Solomon spoke for almost an hour, warning that Americans opposed to the Bush Administration’s Iraq war could find themselves complaining about the same kinds of hawkish policies long after Bush and Vice President Dick Cheney have left the White House.
“Yes, this is an extreme administration,” Solomon said. “Yes, its mendacity is breathtaking. But long after Dick Cheney seems like an expired dream we’ll be stuck with the same problems.”
Our dilemma, said Solomon, stems from a “structural issue of militarism” and an “elite media” that fail to challenge the government and yet determine what stories get aired. Solomon frequently compares government propaganda used to justify both the Vietnam War and the invasion of Iraq.
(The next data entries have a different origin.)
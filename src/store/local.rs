//! Filesystem-backed reference `ObjectStore`, rooted at a base directory.
//! Exposes `LocalPathResolver`-style resolution trivially, since every
//! object already lives on the local disk.

use super::traits::{ObjectMeta, ObjectStore};
use anyhow::{Context, Result};
use std::fs::File;
use std::io::{Read, Write};
use std::path::{Path, PathBuf};

pub struct LocalObjectStore {
    root: PathBuf,
}

impl LocalObjectStore {
    pub fn new(root: impl Into<PathBuf>) -> Self {
        LocalObjectStore { root: root.into() }
    }

    fn path_for(&self, key: &str) -> PathBuf {
        self.root.join(key)
    }
}

impl ObjectStore for LocalObjectStore {
    fn upload(
        &self,
        key: &str,
        reader: &mut dyn Read,
        _size: u64,
        _content_type: &str,
    ) -> Result<()> {
        let path = self.path_for(key);
        if let Some(parent) = path.parent() {
            std::fs::create_dir_all(parent)
                .with_context(|| format!("creating parent dir for '{}'", path.display()))?;
        }
        let mut file =
            File::create(&path).with_context(|| format!("creating object '{}'", path.display()))?;
        std::io::copy(reader, &mut file)
            .with_context(|| format!("writing object '{}'", path.display()))?;
        Ok(())
    }

    fn download(&self, key: &str, dest: &Path) -> Result<ObjectMeta> {
        let path = self.path_for(key);
        if let Some(parent) = dest.parent() {
            std::fs::create_dir_all(parent)?;
        }
        std::fs::copy(&path, dest)
            .with_context(|| format!("downloading object '{}' to '{}'", key, dest.display()))?;
        let size = std::fs::metadata(dest)?.len();
        Ok(ObjectMeta {
            key: key.to_string(),
            size,
        })
    }

    fn exists(&self, key: &str) -> Result<bool> {
        Ok(self.path_for(key).exists())
    }

    fn list(&self, prefix: &str) -> Result<Vec<ObjectMeta>> {
        let base = self.path_for(prefix);
        if !base.exists() {
            return Ok(Vec::new());
        }
        let mut out = Vec::new();
        for entry in walkdir::WalkDir::new(&base).into_iter().filter_map(|e| e.ok()) {
            if entry.file_type().is_file() {
                let rel = entry
                    .path()
                    .strip_prefix(&self.root)
                    .unwrap_or(entry.path());
                out.push(ObjectMeta {
                    key: rel.to_string_lossy().replace('\\', "/"),
                    size: entry.metadata().map(|m| m.len()).unwrap_or(0),
                });
            }
        }
        Ok(out)
    }

    fn resolve_local_path(&self, key: &str) -> Option<PathBuf> {
        let path = self.path_for(key);
        path.exists().then_some(path)
    }
}

/// Convenience for callers that already have bytes in memory (checksum
/// sidecars, the kernel config artifact).
pub fn upload_bytes(store: &dyn ObjectStore, key: &str, bytes: &[u8], content_type: &str) -> Result<()> {
    let mut cursor = std::io::Cursor::new(bytes);
    store.upload(key, &mut cursor, bytes.len() as u64, content_type)
}

pub fn write_sidecar(path: &Path, contents: &str) -> Result<()> {
    let mut file = File::create(path)?;
    file.write_all(contents.as_bytes())?;
    Ok(())
}

#[cfg(test)]
mod tests {
    use super::*;
    use tempfile::TempDir;

    #[test]
    fn upload_then_exists_and_download_roundtrip() {
        let dir = TempDir::new().unwrap();
        let store = LocalObjectStore::new(dir.path());

        upload_bytes(&store, "distribution/o/d/kernel/.config", b"hello", "text/plain").unwrap();
        assert!(store.exists("distribution/o/d/kernel/.config").unwrap());

        let dest = dir.path().join("out.config");
        let meta = store.download("distribution/o/d/kernel/.config", &dest).unwrap();
        assert_eq!(meta.size, 5);
        assert_eq!(std::fs::read_to_string(&dest).unwrap(), "hello");
    }

    #[test]
    fn missing_key_reports_not_exists() {
        let dir = TempDir::new().unwrap();
        let store = LocalObjectStore::new(dir.path());
        assert!(!store.exists("nope").unwrap());
    }

    #[test]
    fn resolve_local_path_points_at_the_real_file() {
        let dir = TempDir::new().unwrap();
        let store = LocalObjectStore::new(dir.path());
        upload_bytes(&store, "k", b"x", "text/plain").unwrap();

        let resolved = store.resolve_local_path("k").unwrap();
        assert!(resolved.exists());
    }
}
Congress passed the Gulf of Tonkin Resolution in 1964 that gave President Lyndon Johnson the authority to escalate the Vietnam War, but it’s now clear the resolution was based on false information—including a report of a North Vietnamese torpedo attack that never happened. Solomon noted that media outlets not only allowed suspect statements to go unchallenged, major newspaper editorials urged support for a more aggressive approach to the Vietnam conflict.
More recently, Solomon points out, the media failed to challenge officials who claimed that Iraq had weapons that could be used in a major attack on this country.
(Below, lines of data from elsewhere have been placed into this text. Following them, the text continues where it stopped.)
//! ISO creation utilities shared between LevitateOS and AcornOS.
//!
//! These functions handle the common parts of ISO creation that are
//! identical regardless of the underlying distribution.

use anyhow::{Context, Result};
use std::fs;
use std::path::Path;

use crate::process::Cmd;

const ISO_BOOT_DIR: &str = "boot";
const ISO_LIVE_DIR: &str = "LiveOS";
const ISO_EFI_DIR: &str = "EFI/BOOT";
const ISO_CHECKSUM_SUFFIX: &str = ".sha512";
const SHA512_SEPARATOR: &str = "  ";
const EFIBOOT_SIZE_MB: u32 = 16;
const XORRISO_PARTITION_OFFSET: u32 = 16;
const XORRISO_FS_FLAGS: &[&str] = &["-iso-level", "3", "-rock", "-joliet"];

/// Create ISO directory structure.
///
/// Creates the standard directory layout for a bootable ISO:
/// - boot/ - kernel, initramfs
/// - live/ - squashfs, overlay
/// - EFI/BOOT/ - UEFI bootloader
///
/// # Arguments
///
/// * `iso_root` - Root directory for ISO contents
///
/// # Example
///
/// ```rust,ignore
/// use distro_builder::artifact::iso_utils::setup_iso_structure;
/// use std::path::Path;
///
/// setup_iso_structure(Path::new("/tmp/iso-root"))?;
/// ```
pub fn setup_iso_structure(iso_root: &Path) -> Result<()> {
    // Clean previous build
    if iso_root.exists() {
        fs::remove_dir_all(iso_root)?;
    }

    fs::create_dir_all(iso_root.join(ISO_BOOT_DIR))?;
    fs::create_dir_all(iso_root.join(ISO_LIVE_DIR))?;
    fs::create_dir_all(iso_root.join(ISO_EFI_DIR))?;

    Ok(())
}

/// Generate SHA512 checksum for an ISO file.
///
/// Writes checksum in standard format: "<hash>  <filename>" (two spaces)
/// Uses just the filename (not full path) so users can verify with:
///   cd output && sha512sum -c distro.iso.sha512
///
/// # Arguments
///
/// * `iso_path` - Path to the ISO file to checksum
///
/// # Returns
///
/// Path to the generated checksum file (iso_path with .sha512 extension)
pub fn generate_iso_checksum(iso_path: &Path) -> Result<std::path::PathBuf> {
    let result = Cmd::new("sha512sum")
        .arg_path(iso_path)
        .error_msg("sha512sum failed. Install coreutils.")
        .run()?;

    // Extract hash and replace full path with just filename
    // sha512sum outputs: "<hash>  <full_path>"
    // We want: "<hash>  <filename>"
    let hash = result
        .stdout
        .split_whitespace()
        .next()
        .context("Could not parse sha512sum output - no hash found")?;

    let filename = iso_path
        .file_name()
        .context("Could not get ISO filename")?
        .to_string_lossy();

    // Standard format: "<hash>  <filename>" (two spaces between hash and filename)
    let checksum_content = format!("{}{}{}\n", hash, SHA512_SEPARATOR, filename);

    let checksum_path = iso_path.with_extension(ISO_CHECKSUM_SUFFIX.trim_start_matches('.'));
    fs::write(&checksum_path, &checksum_content)?;

    // Print abbreviated hash for visual confirmation
    if hash.len() >= 16 {
        println!("  SHA512: {}...{}", &hash[..8], &hash[hash.len() - 8..]);
    }
    println!("  Wrote: {}", checksum_path.display());

    Ok(checksum_path)
}

/// Create a FAT16 EFI boot image.
///
/// Creates an empty FAT16 image file that can be populated with EFI boot files
/// using mtools (mmd, mcopy).
///
/// # Arguments
///
/// * `output` - Path for the output efiboot.img file
/// * `size_mb` - Size of the image in megabytes (minimum 16 for FAT16)
///
/// # Example
///
/// ```rust,ignore
/// use distro_builder::artifact::iso_utils::create_fat16_image;
/// use std::path::Path;
///
/// create_fat16_image(Path::new("/tmp/efiboot.img"), 16)?;
/// ```
pub fn create_fat16_image(output: &Path, size_mb: u32) -> Result<()> {
    let output_str = output.to_string_lossy();

    // Create empty file with dd
    Cmd::new("dd")
        .args(["if=/dev/zero", &format!("of={}", output_str)])
        .args(["bs=1M", &format!("count={}", size_mb)])
        .error_msg("Failed to create FAT16 image with dd")
        .run()?;

    // Format as FAT16
    Cmd::new("mkfs.fat")
        .args(["-F", "16"])
        .arg_path(output)
        .error_msg("mkfs.fat failed. Install dosfstools.")
        .run()?;

    Ok(())
}

/// Create EFI directory structure in a FAT image using mtools.
///
/// Creates ::EFI/BOOT directory structure inside the FAT image.
///
/// # Arguments
///
/// * `fat_image` - Path to the FAT16 image file
pub fn create_efi_dirs_in_fat(fat_image: &Path) -> Result<()> {
    let img_str = fat_image.to_string_lossy();

    Cmd::new("mmd")
        .args(["-i", &img_str, "::EFI"])
        .error_msg("mmd failed. Install mtools.")
        .run()?;

    Cmd::new("mmd")
        .args(["-i", &img_str, "::EFI/BOOT"])
        .error_msg("mmd failed to create ::EFI/BOOT directory")
        .run()?;

    Ok(())
}

/// Copy a file into a FAT image using mcopy.
///
/// # Arguments
///
/// * `fat_image` - Path to the FAT16 image file
/// * `src` - Source file to copy
/// * `dst` - Destination path inside the FAT image (e.g., "::EFI/BOOT/")
pub fn mcopy_to_fat(fat_image: &Path, src: &Path, dst: &str) -> Result<()> {
    let img_str = fat_image.to_string_lossy();

    Cmd::new("mcopy")
        .args(["-i", &img_str])
        .arg_path(src)
        .arg(dst)
        .error_msg(format!("mcopy failed to copy {}", src.display()))
        .run()?;

    Ok(())
}

/// Create a complete EFI boot image with bootloader files.
///
/// This is a convenience function that:
/// 1. Creates a FAT16 image
/// 2. Creates EFI/BOOT directory structure
/// 3. Copies the specified EFI files into it
///
/// # Arguments
///
/// * `output` - Path for the output efiboot.img file
/// * `efi_files` - List of (source_path, filename) pairs to copy into ::EFI/BOOT/
///
/// # Example
///
/// ```rust,ignore
/// use distro_builder::artifact::iso_utils::create_efi_boot_image;
/// use std::path::Path;
///
/// create_efi_boot_image(
///     Path::new("/tmp/efiboot.img"),
///     &[
///         (Path::new("/tmp/iso/EFI/BOOT/BOOTX64.EFI"), "BOOTX64.EFI"),
///         (Path::new("/tmp/iso/EFI/BOOT/grubx64.efi"), "grubx64.efi"),
///         (Path::new("/tmp/iso/EFI/BOOT/grub.cfg"), "grub.cfg"),
///     ],
/// )?;
/// ```
pub fn create_efi_boot_image(output: &Path, efi_files: &[(&Path, &str)]) -> Result<()> {
    // Create FAT16 image
    create_fat16_image(output, EFIBOOT_SIZE_MB)?;

    // Create directory structure
    create_efi_dirs_in_fat(output)?;

    // Copy each EFI file
    for (src, _name) in efi_files {
        mcopy_to_fat(output, src, "::EFI/BOOT/")?;
    }

    Ok(())
}

/// Run xorriso to create a bootable ISO.
///
/// Creates a hybrid UEFI-bootable ISO using xorriso with standard options.
///
/// # Arguments
///
/// * `iso_root` - Directory containing ISO contents
/// * `output` - Path for the output ISO file
/// * `label` - Volume label (used for boot device detection)
/// * `efiboot_filename` - Name of the EFI boot image file in iso_root
///
/// # Example
///
/// ```rust,ignore
/// use distro_builder::artifact::iso_utils::run_xorriso;
/// use std::path::Path;
///
/// run_xorriso(
///     Path::new("/tmp/iso-root"),
///     Path::new("/tmp/distro.iso"),
///     "MYDISTRO",
///     "efiboot.img",
/// )?;
/// ```
pub fn run_xorriso(
    iso_root: &Path,
    output: &Path,
    label: &str,
    efiboot_filename: &str,
) -> Result<()> {
    Cmd::new("xorriso")
        .args(["-as", "mkisofs", "-o"])
        .arg_path(output)
        .args(["-V", label]) // Volume label for device detection
        .args(["-partition_offset", &XORRISO_PARTITION_OFFSET.to_string()])
        .args(XORRISO_FS_FLAGS)
        .args([
            "-e",
            efiboot_filename,
            "-no-emul-boot",
            "-isohybrid-gpt-basdat",
        ])
        .arg_path(iso_root)
        .error_msg("xorriso failed. Install xorriso.")
        .run()?;

    Ok(())
}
“American journalists assumed that Iraqi officials were lying about weapons of mass destruction,” he writes in his book, “and also assumed that officials such as George W. Bush, Donald Rumsfeld, and especially Colin Powell were being truthful.”
Solomon acknowledges there’s a market for mainstream news.
“How do we see those who come back with their bodies and spirits shattered?” he said, adding later that “we crave the insulation news outlets offer.” Anti-war activist Cindy Sheehan was successful in getting press attention because she “broke through the numbing,” he said.
Solomon said it’s possible to challenge “corporate media power” and the public should demand that outlets provide access to a wider range of viewpoints. He urged audience members to sign up for e-mail alerts about “media atrocities” through his institute at www.accuracy.org, or through fair.org.
It was the first time the Chico Peace & Justice center has brought a person of his stature for its annual fund-raiser, said center Coordinator Rachel Morones Black.
“This was a big step for us,” she said, noting that the program attracted people not usually seen at Peace Center events.